El caso de Ernesto Silber y Juana Josefa Chessa, ambos docentes universitarios, también estremece. A él lo señalaron por vínculos con Montoneros. Fue secuestrado, torturado con técnicas salvajes hasta morir. Luego, su muerte fue encubierta como suicidio. A su esposa la mantuvieron incomunicada, sometida a tormentos psíquicos, sin explicación ni información, hasta liberarla más de una semana después. El nivel de perversión y violencia aplicado contra ambos es una muestra del sadismo que dominó esa etapa. Los responsables directos han muerto, pero los engranajes del sistema que los amparó siguen hoy, en parte, vigentes.

Entre los imputados figuran exgenerales del Ejército como Adolfo Patricio Echehun, Carlos Quevedo y Pablo Skalany, altos mandos que coordinaron operativos de aniquilamiento desde los comandos del Área 311. También hay policías provinciales y federales, como los excomisarios Rubén Principi y Carlos Reguerisa. Todos ellos participaron de un plan sistemático de persecución, secuestro y exterminio. En sus nombres resuena el eco de una estructura criminal perfectamente organizada.

La causa también documenta ocho casos de abuso sexual cometidos en sede policial y penitenciaria. Violaciones sistemáticas, muchas veces invisibilizadas, que muestran la misoginia estructural del terrorismo de Estado. La fiscalía no escatima en detalles: hubo mujeres abusadas dentro de la URS, en la Policía Federal y en la cárcel. Un aparato estatal que no solo buscaba aniquilar a los cuerpos militantes, sino también someter y humillar hasta el extremo a sus víctimas.

En un contexto político donde el gobierno de Javier Milei avanza a paso firme en el vaciamiento de políticas de derechos humanos, la elevación de esta causa cobra un sentido político mayúsculo. No es una casualidad que mientras la Secretaría de Derechos Humanos es desmantelada, mientras se recortan fondos a los sitios de memoria y se alienta el revisionismo negacionista desde el Estado, sea el Poder Judicial el que —aun con todas sus deudas— se atreva a reactivar causas como esta. En definitiva, se trata de una lucha por el sentido: la memoria o el olvido, la justicia o la impunidad, el Nunca Más o el “algo habrán hecho”.

Este juicio, si llega a concretarse, no será solo contra 24 acusados. Será una interpelación profunda a una sociedad que aún carga con heridas abiertas.
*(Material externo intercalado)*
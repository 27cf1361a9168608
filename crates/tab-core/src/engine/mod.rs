//! Executor del pipeline.
//!
//! Provee el núcleo (`Pipeline`), el builder de armado y el modo de
//! ejecución. El executor es el único dueño del contexto global y del
//! índice de parámetros: los steps ven proyecciones y el merge-back pasa
//! siempre por acá.

pub mod builder;
pub mod core;

pub use builder::{ChunkStrategy, PipelineBuilder};
pub use core::{ExecutionMode, Pipeline, StepSlot};
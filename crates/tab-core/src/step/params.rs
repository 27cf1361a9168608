//! Declaración y resolución de parámetros de step.
//!
//! La resolución sigue prioridad estricta por parámetro declarado:
//! 1. valor ligado explícitamente a esta instancia del step (binding),
//! 2. valor actual en el `parameter_index` del pipeline,
//! 3. default declarado por el propio step.
//! Requerido sin ninguna de las tres fuentes = fallo de configuración.

use std::collections::HashMap;

use indexmap::IndexMap;
use serde_json::{Map, Value};

use crate::errors::CoreError;

#[derive(Debug, Clone)]
pub struct ParameterDefinition {
    pub name: String,
    pub description: String,
    pub data_type: ParameterType,
    pub required: bool,
    pub default_value: Option<Value>,
}

#[derive(Debug, Clone, Copy, PartialEq, Eq)]
pub enum ParameterType {
    String,
    Number,
    Boolean,
    Array,
    Object,
}

impl ParameterDefinition {
    pub fn required(name: impl Into<String>, data_type: ParameterType) -> Self {
        Self { name: name.into(),
               description: String::new(),
               data_type,
               required: true,
               default_value: None }
    }

    pub fn optional(name: impl Into<String>, data_type: ParameterType, default: Value) -> Self {
        Self { name: name.into(),
               description: String::new(),
               data_type,
               required: false,
               default_value: Some(default) }
    }

    pub fn describe(mut self, description: impl Into<String>) -> Self {
        self.description = description.into();
        self
    }
}

/// Merge shallow determinista: claves de `b` reemplazan a las de `a` cuando
/// ambos son objetos; si alguno no es objeto, `b` tiene precedencia.
pub fn merge_json(a: &Value, b: &Value) -> Value {
    match (a, b) {
        (Value::Object(ma), Value::Object(mb)) => {
            let mut out = ma.clone();
            for (k, v) in mb.iter() {
                out.insert(k.clone(), v.clone());
            }
            Value::Object(out)
        }
        // Non-objects: override
        (_, other) => other.clone(),
    }
}

/// Params base deterministas de un step: defaults declarados + bindings de
/// instancia. Es el insumo de parámetros del fingerprint (no depende de
/// valores de runtime del índice).
pub fn base_parameters(definitions: &HashMap<String, ParameterDefinition>, bindings: &Value) -> Value {
    let mut defaults = Map::new();
    for (name, def) in definitions {
        if let Some(d) = &def.default_value {
            defaults.insert(name.clone(), d.clone());
        }
    }
    merge_json(&Value::Object(defaults), bindings)
}

/// Resuelve los parámetros efectivos de una ejecución.
pub fn resolve_parameters(step_key: &str,
                          definitions: &HashMap<String, ParameterDefinition>,
                          index: &IndexMap<String, Value>,
                          bindings: &Value)
                          -> Result<Value, CoreError> {
    let mut out = Map::new();
    for (name, def) in definitions {
        if let Some(v) = bindings.get(name) {
            out.insert(name.clone(), v.clone());
        } else if let Some(v) = index.get(name) {
            out.insert(name.clone(), v.clone());
        } else if let Some(d) = &def.default_value {
            out.insert(name.clone(), d.clone());
        } else if def.required {
            return Err(CoreError::MissingParameter { step: step_key.to_string(),
                                                     param: name.clone() });
        }
    }
    // Bindings con claves extra (no declaradas) también viajan al step.
    if let Value::Object(extra) = bindings {
        for (k, v) in extra {
            out.entry(k.clone()).or_insert_with(|| v.clone());
        }
    }
    Ok(Value::Object(out))
}

#[cfg(test)]
mod tests {
    use super::*;
    use serde_json::json;

    fn defs() -> HashMap<String, ParameterDefinition> {
        let mut m = HashMap::new();
        m.insert("factor".to_string(),
                 ParameterDefinition::optional("factor", ParameterType::Number, json!(1.0)));
        m.insert("target".to_string(), ParameterDefinition::required("target", ParameterType::String));
        m
    }

    #[test]
    fn binding_wins_over_index_and_default() {
        let mut index = IndexMap::new();
        index.insert("factor".to_string(), json!(5.0));
        index.insert("target".to_string(), json!("from-index"));

        let bindings = json!({"factor": 9.0});
        let params = resolve_parameters("00-s", &defs(), &index, &bindings).unwrap();
        assert_eq!(params["factor"], json!(9.0));
        assert_eq!(params["target"], json!("from-index"));
    }

    #[test]
    fn default_fills_missing_optional() {
        let mut index = IndexMap::new();
        index.insert("target".to_string(), json!("t"));
        let params = resolve_parameters("00-s", &defs(), &index, &json!({})).unwrap();
        assert_eq!(params["factor"], json!(1.0));
    }

    #[test]
    fn missing_required_is_config_fault() {
        let err = resolve_parameters("00-s", &defs(), &IndexMap::new(), &json!({})).unwrap_err();
        assert_eq!(err,
                   CoreError::MissingParameter { step: "00-s".into(),
                                                 param: "target".into() });
    }

    #[test]
    fn merge_json_shallow_override() {
        let merged = merge_json(&json!({"a": 1, "b": 2}), &json!({"b": 3, "c": 4}));
        assert_eq!(merged, json!({"a": 1, "b": 3, "c": 4}));
    }

    #[test]
    fn base_parameters_are_defaults_plus_bindings() {
        let base = base_parameters(&defs(), &json!({"target": "bound"}));
        assert_eq!(base, json!({"factor": 1.0, "target": "bound"}));
    }
}
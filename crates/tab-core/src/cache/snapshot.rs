//! Plano persistido del cache: registro de steps + snapshots comprimidos.
//!
//! Layout en disco (un directorio por pipeline):
//! - `manifest.json`: registro estructurado `step_key -> StepRecord`.
//! - `<step_key>.snap.zst`: snapshot zstd del `PipelineState` serializado.
//!
//! Toda escritura es write-then-rename para que un crash a mitad de camino
//! nunca deje un registro o snapshot truncado. Se asume un único escritor
//! por directorio y por run.

use std::fs;
use std::path::{Path, PathBuf};

use indexmap::IndexMap;
use log::debug;
use serde::{Deserialize, Serialize};

use crate::constants::{MANIFEST_FILE, SNAPSHOT_EXT};
use crate::errors::CoreError;

/// Registro por step en el manifest.
#[derive(Debug, Clone, PartialEq, Eq, Serialize, Deserialize)]
pub struct StepRecord {
    pub fingerprint: String,
    pub completed: bool,
    /// Clave de contenido del snapshot (la misma que el plano KV en
    /// memoria), si hay snapshot persistido.
    pub snapshot_key: Option<String>,
}

#[derive(Debug, Clone, Default, Serialize, Deserialize)]
struct Manifest {
    steps: IndexMap<String, StepRecord>,
}

/// Backing store en disco del cache.
#[derive(Debug)]
pub struct SnapshotStore {
    dir: PathBuf,
    manifest: Manifest,
}

fn io_err(err: std::io::Error) -> CoreError {
    CoreError::CacheIo(err.to_string())
}

/// Nombre de archivo seguro a partir de una step key.
fn sanitize(step_key: &str) -> String {
    step_key.chars()
            .map(|c| if c.is_ascii_alphanumeric() || c == '-' || c == '_' || c == '.' { c } else { '-' })
            .collect()
}

impl SnapshotStore {
    /// Abre (creando si no existe) el directorio y carga el manifest previo.
    pub fn open(dir: impl Into<PathBuf>) -> Result<Self, CoreError> {
        let dir = dir.into();
        fs::create_dir_all(&dir).map_err(io_err)?;
        let manifest_path = dir.join(MANIFEST_FILE);
        let manifest = if manifest_path.exists() {
            let raw = fs::read(&manifest_path).map_err(io_err)?;
            serde_json::from_slice(&raw).map_err(|e| CoreError::CacheIo(e.to_string()))?
        } else {
            Manifest::default()
        };
        Ok(Self { dir, manifest })
    }

    pub fn dir(&self) -> &Path {
        &self.dir
    }

    pub fn record(&self, step_key: &str) -> Option<&StepRecord> {
        self.manifest.steps.get(step_key)
    }

    /// Copia del registro completo, en orden de inserción.
    pub fn records_snapshot(&self) -> IndexMap<String, StepRecord> {
        self.manifest.steps.clone()
    }

    fn manifest_path(&self) -> PathBuf {
        self.dir.join(MANIFEST_FILE)
    }

    fn snapshot_path(&self, step_key: &str) -> PathBuf {
        self.dir.join(format!("{}.{}", sanitize(step_key), SNAPSHOT_EXT))
    }

    fn write_atomic(&self, path: &Path, bytes: &[u8]) -> Result<(), CoreError> {
        let tmp = path.with_extension("tmp");
        fs::write(&tmp, bytes).map_err(io_err)?;
        fs::rename(&tmp, path).map_err(io_err)
    }

    fn save_manifest(&self) -> Result<(), CoreError> {
        let raw = serde_json::to_vec_pretty(&self.manifest).map_err(|e| CoreError::CacheIo(e.to_string()))?;
        self.write_atomic(&self.manifest_path(), &raw)
    }

    /// Persiste snapshot + registro de un step completado.
    pub fn write_snapshot(&mut self,
                          step_key: &str,
                          fingerprint: &str,
                          snapshot_key: &str,
                          payload: &[u8])
                          -> Result<(), CoreError> {
        let compressed = zstd::encode_all(payload, 0).map_err(io_err)?;
        self.write_atomic(&self.snapshot_path(step_key), &compressed)?;
        self.manifest.steps.insert(step_key.to_string(),
                                   StepRecord { fingerprint: fingerprint.to_string(),
                                                completed: true,
                                                snapshot_key: Some(snapshot_key.to_string()) });
        self.save_manifest()?;
        debug!("checkpoint persisted for step {step_key} ({} bytes compressed)", compressed.len());
        Ok(())
    }

    /// Lee y descomprime el snapshot de un step. Ausente o corrupto = fatal.
    pub fn read_snapshot(&self, step_key: &str) -> Result<Vec<u8>, CoreError> {
        let path = self.snapshot_path(step_key);
        let compressed = fs::read(&path).map_err(|_| CoreError::CheckpointUnreadable(step_key.to_string()))?;
        zstd::decode_all(compressed.as_slice()).map_err(|_| CoreError::CheckpointUnreadable(step_key.to_string()))
    }

    /// Descarta registro y snapshot de las claves dadas.
    pub fn remove(&mut self, step_keys: &[String]) -> Result<(), CoreError> {
        let mut touched = false;
        for key in step_keys {
            if self.manifest.steps.shift_remove(key).is_some() {
                touched = true;
            }
            let path = self.snapshot_path(key);
            if path.exists() {
                fs::remove_file(&path).map_err(io_err)?;
                touched = true;
            }
        }
        if touched {
            self.save_manifest()?;
        }
        Ok(())
    }

    /// Borra todo el plano persistido (manifest + snapshots).
    pub fn delete_all(&mut self) -> Result<(), CoreError> {
        let keys: Vec<String> = self.manifest.steps.keys().cloned().collect();
        self.remove(&keys)?;
        self.manifest.steps.clear();
        let manifest_path = self.manifest_path();
        if manifest_path.exists() {
            fs::remove_file(&manifest_path).map_err(io_err)?;
        }
        Ok(())
    }
}
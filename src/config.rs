//! Configuración central de la aplicación.
//! Carga variables de entorno (.env) y expone una estructura inmutable
//! (`CONFIG`). El modo de ejecución se guarda como string: el parseo (y el
//! fallo de configuración por modo inválido) ocurre donde se arma el
//! pipeline, que es donde puede reportarse bien.
use once_cell::sync::Lazy;
use std::env;

/// Configuración global de la aplicación.
pub struct AppConfig {
    /// Configuración del cache de checkpoints.
    pub cache: CacheConfig,
    /// Configuración de ejecución.
    pub execution: ExecutionConfig,
}

/// Parámetros del cache en disco.
pub struct CacheConfig {
    /// Directorio del backing store (manifest + snapshots).
    pub dir: String,
    /// Capacidad del plano LFU en memoria.
    pub capacity: usize,
}

/// Parámetros de ejecución del pipeline.
pub struct ExecutionConfig {
    /// "development" o "production".
    pub mode: String,
}

/// Instancia global perezosa de configuración, evaluada una sola vez.
pub static CONFIG: Lazy<AppConfig> = Lazy::new(|| {
    let dir = env::var("TABFLOW_CACHE_DIR").unwrap_or_else(|_| ".tabflow-cache".to_string());
    let capacity = env::var("TABFLOW_CACHE_CAPACITY").ok()
        .and_then(|v| v.parse().ok()).unwrap_or(16);
    let mode = env::var("TABFLOW_MODE").unwrap_or_else(|_| "production".to_string());
    AppConfig {
        cache: CacheConfig { dir, capacity },
        execution: ExecutionConfig { mode },
    }
});
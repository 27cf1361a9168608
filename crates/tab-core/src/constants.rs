//! Constantes del motor core.
//!
//! Valores estáticos que participan en el cálculo de fingerprints y en la
//! compatibilidad entre versiones del motor. `ENGINE_VERSION` forma parte del
//! input de hashing: un cambio de versión del engine invalida los checkpoints
//! aunque la definición y los datos no cambien.

/// Versión lógica del motor. Mantener estable mientras no haya cambios
/// incompatibles en el formato de snapshots o fingerprints.
pub const ENGINE_VERSION: &str = "1.0";

/// Nombre del archivo de registro del cache en disco (step_key -> registro).
pub const MANIFEST_FILE: &str = "manifest.json";

/// Extensión de los archivos de snapshot comprimidos.
pub const SNAPSHOT_EXT: &str = "snap.zst";
//! Dataset tabular mínimo en memoria.
//!
//! Representación row-major: un vector de nombres de columna y filas de
//! `serde_json::Value`. Suficiente para que el executor, el cache y el chunk
//! planner operen sin atarse a ningún formato de IO concreto; los adapters
//! convierten desde/hacia sus fuentes reales.

use serde::{Deserialize, Serialize};
use serde_json::Value;

use crate::errors::CoreError;

#[derive(Debug, Clone, Default, PartialEq, Serialize, Deserialize)]
pub struct Table {
    columns: Vec<String>,
    rows: Vec<Vec<Value>>,
}

impl Table {
    /// Tabla vacía sin columnas. Sirve como placeholder de proyección para
    /// claves que un step declara como salida pero aún no existen.
    pub fn empty() -> Self {
        Self::default()
    }

    /// Tabla con columnas declaradas y sin filas.
    pub fn new<S: Into<String>>(columns: Vec<S>) -> Self {
        Self { columns: columns.into_iter().map(Into::into).collect(),
               rows: Vec::new() }
    }

    /// Construye una tabla validando la aridad de cada fila.
    pub fn with_rows<S: Into<String>>(columns: Vec<S>, rows: Vec<Vec<Value>>) -> Result<Self, CoreError> {
        let mut table = Self::new(columns);
        for row in rows {
            table.push_row(row)?;
        }
        Ok(table)
    }

    pub fn columns(&self) -> &[String] {
        &self.columns
    }

    pub fn rows(&self) -> &[Vec<Value>] {
        &self.rows
    }

    pub fn row_count(&self) -> usize {
        self.rows.len()
    }

    pub fn is_empty(&self) -> bool {
        self.rows.is_empty()
    }

    pub fn column_index(&self, name: &str) -> Option<usize> {
        self.columns.iter().position(|c| c == name)
    }

    /// Valores de una columna, en orden de fila.
    pub fn column(&self, name: &str) -> Option<Vec<&Value>> {
        let idx = self.column_index(name)?;
        Some(self.rows.iter().map(|r| &r[idx]).collect())
    }

    pub fn push_row(&mut self, row: Vec<Value>) -> Result<(), CoreError> {
        if row.len() != self.columns.len() {
            return Err(CoreError::RowArityMismatch { table: self.columns.join(","),
                                                     got: row.len(),
                                                     expected: self.columns.len() });
        }
        self.rows.push(row);
        Ok(())
    }

    /// Ventana de filas `[start, start + rows)`, recortada al final de la
    /// tabla. Las coordenadas de chunk se materializan con esto.
    pub fn slice(&self, start: usize, rows: usize) -> Table {
        let start = start.min(self.rows.len());
        let stop = start.saturating_add(rows).min(self.rows.len());
        Table { columns: self.columns.clone(),
                rows: self.rows[start..stop].to_vec() }
    }

    /// Anexa las filas de `other`. Una tabla sin columnas adopta el esquema
    /// del lado derecho; en cualquier otro caso las columnas deben coincidir.
    pub fn append(&mut self, other: &Table) -> Result<(), CoreError> {
        if self.columns.is_empty() && self.rows.is_empty() {
            self.columns = other.columns.clone();
        } else if self.columns != other.columns {
            return Err(CoreError::ColumnMismatch(self.columns.join(",")));
        }
        self.rows.extend(other.rows.iter().cloned());
        Ok(())
    }
}
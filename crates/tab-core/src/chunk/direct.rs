//! Planner round-robin de rebanadas de tamaño fijo.
//!
//! Cada ciclo recorre las fuentes en orden estable y encola una rebanada
//! `chunk_size` (la última puede ser más corta). Fuentes agotadas siguen
//! recibiendo `Skip` hasta que la fuente más larga termine, así la longitud
//! de la cola es siempre múltiplo de la cantidad de fuentes.
//!
//! Ejemplo: X con 100 filas / chunk 50 (2 chunks) e Y con 60 filas / chunk
//! 20 (3 chunks) producen 3 pasadas; X queda ociosa en la tercera.

use indexmap::IndexMap;
use log::debug;

use crate::model::PipelineState;

use super::{ChunkCoordinate, Chunker, CoordinateQueue, SourceCursor};

pub struct DirectChunker {
    sources: Vec<SourceCursor>,
    queue: CoordinateQueue,
}

impl DirectChunker {
    pub fn new(sources: Vec<SourceCursor>) -> Self {
        let mut queue = CoordinateQueue::default();
        for s in &sources {
            queue.register(&s.step_key);
        }
        Self { sources, queue }
    }
}

impl Chunker for DirectChunker {
    fn calculate_chunks(&mut self) {
        let Self { sources, queue } = self;
        while sources.iter().any(|s| !s.finished) {
            for s in sources.iter_mut() {
                if s.finished {
                    queue.enqueue(&s.step_key, ChunkCoordinate::Skip);
                    continue;
                }
                let start = s.current_chunk * s.chunk_size;
                let stop = (start + s.chunk_size).min(s.total_rows);
                if stop == s.total_rows {
                    s.finished = true;
                }
                queue.enqueue(&s.step_key,
                              ChunkCoordinate::Slice { start,
                                                       rows: stop - start });
                s.current_chunk += 1;
            }
        }
        debug!("direct chunker planned {} coordinates over {} sources",
               self.queue.len(),
               self.sources.len());
    }

    fn has_more(&self) -> bool {
        self.queue.has_more()
    }

    fn next_pass(&mut self) -> Option<IndexMap<String, ChunkCoordinate>> {
        self.queue.dequeue_pass()
    }

    fn source_count(&self) -> usize {
        self.sources.len()
    }

    fn save(&mut self, state: PipelineState) {
        self.queue.save(state);
    }

    fn reload(&self) -> Option<PipelineState> {
        self.queue.reload()
    }
}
Será un espejo incómodo en el que deberán mirarse también quienes hoy, desde el poder, relativizan la dictadura, atacan la educación pública y desprecian la militancia política. No se puede entender este presente sin ese pasado. Porque los métodos cambian, pero la lógica represiva encuentra nuevas formas de reproducción.

Los hechos ocurridos en Río Cuarto no son excepciones, son la norma de un plan sistemático. Y el silencio de tantos años no es olvido: es una deuda que la democracia aún está intentando saldar. En tiempos donde se exaltan discursos de odio, donde se niegan los 30.000 desaparecidos y se ataca a los organismos de derechos humanos, causas como esta son una advertencia. La memoria no perdona. La justicia puede demorar, pero no desaparece.

La historia juzgará no solo a los genocidas, sino también a los que hoy eligen el silencio, la complicidad o la burla. Porque en un país con muertos enterrados como N.N., cada palabra negacionista es una segunda desaparición. Y cada paso hacia la verdad, un acto de resistencia.